By David Jacobs | The Center Square
(The Center Square) – The Louisiana House voted to divert hundreds of millions of dollars in automobile taxes from the general fund to a fund dedicated to road and bridge construction.
Members also voted Monday to ask the southeast Louisiana parishes that benefit most directly from a billion-dollar hurricane and flood protection system to help the state pay its share of the cost.
House Bill 511 by Rep.
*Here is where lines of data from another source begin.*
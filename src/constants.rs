//! # Constants and type definitions for cmdcut
//!
//! This module centralizes the **unit conversions**, **numerical tolerances** and
//! **type aliases** shared by the catalog, isochrone and geometry modules.
//!
//! ## Overview
//!
//! - Angle conversions (degrees ↔ radians ↔ arcseconds)
//! - Photometric type aliases (magnitudes, colours, log ages)
//! - Default values shared by several parameter structures

// -------------------------------------------------------------------------------------------------
// Unit conversions
// -------------------------------------------------------------------------------------------------

/// Degrees → radians
pub const RADEG: f64 = std::f64::consts::PI / 180.0;

/// Arcseconds in one degree
pub const ARCSEC_PER_DEG: f64 = 3600.0;

/// Numerical epsilon used for floating-point comparisons
pub const EPS: f64 = 1e-9;

// -------------------------------------------------------------------------------------------------
// Defaults
// -------------------------------------------------------------------------------------------------

/// Number of uniform bins used by the empirical running statistic
pub const DEFAULT_RUNNING_BINS: usize = 100;

/// Magnitude jump (mag) above which two consecutive isochrone points are not joined
pub const ISOCHRONE_GAP_MAG: f64 = 1.0;

/// Spacing (mag) of the synthetic error-bar grid
pub const ERROR_BAR_STEP: f64 = 0.5;

// -------------------------------------------------------------------------------------------------
// Type aliases
// -------------------------------------------------------------------------------------------------

/// Angle in degrees
pub type Degree = f64;
/// Angle in arcseconds
pub type ArcSec = f64;
/// Angle in radians
pub type Radian = f64;
/// Vega-system magnitude
pub type Magnitude = f64;
/// Colour index (difference of two magnitudes)
pub type Color = f64;
/// Decimal logarithm of an age in years
pub type LogAge = f64;
/// Initial metal fraction Z
pub type Metallicity = f64;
Jack McFarland, R-Jonesboro, calls for initially dedicating 10% of the proceeds from state sales taxes on vehicles to the construction subfund of the Transportation Trust Fund then increasing that proportion by 10% each year until all of the money is going to road and bridge construction.
McFarland, who considered proposing raising the state’s gas tax during the current session before deciding not to, described his bill as another way to create a steady funding stream for transportation infrastructure.
The change would send about $736 million that otherwise would go to the state general fund to the dedicated transportation fund over the first five years. While legislators wanted McFarland to assure them the bill would not affect the Department of Transportation and Development’s operations, there was little discussion about the decrease in revenue in the general fund.
Members advanced HB 511 to the state Senate with a 70-28 vote.
The House voted Monday, 60-34, to ask five parishes in the greater New Orleans area to help pay the state’s share of the cost of a federally built flood and hurricane protection system. The state will owe $400 million this year, $400 million next year and more than $300 million after that, though the federal government may give the state credit for state projects in the region that benefit the system, said Appropriations Chair Jerome Zeringue, who authored House Concurrent Resolution 6. The other option is repaying the debt over 30 years, which would raise the $1.1 billion cost to some $3 billion including interest.
Zeringue said he isn’t asking for a certain number or a new tax, only that parishes benefiting most directly make a “good-faith effort” to help pay off the debt. Residents of other parishes, including in his district, have been taxing themselves for years to pay for other flood protection projects, and local governments typically provide a match when seeking state construction dollars, he said.
HCR 6 directs the governing authorities of St. Charles Parish, Jefferson Parish, Plaquemines Parish, St. Bernard Parish, Orleans Parish, the Southeast Louisiana Flood Protection Authority-East and the Southeast Louisiana Flood Protection Authority-West Bank to each devise and implement a plan for contributing to the remaining debt owed to the federal government for the Hurricane and Storm Damage Risk Reduction System and to report to the Legislature with their plan no later than Dec. 1.
Legislators from the five parishes objected to the bill. They said the state agreed to take on the debt without parish input, though Zeringue said there was no other choice, and said the entire state benefits from flood protection.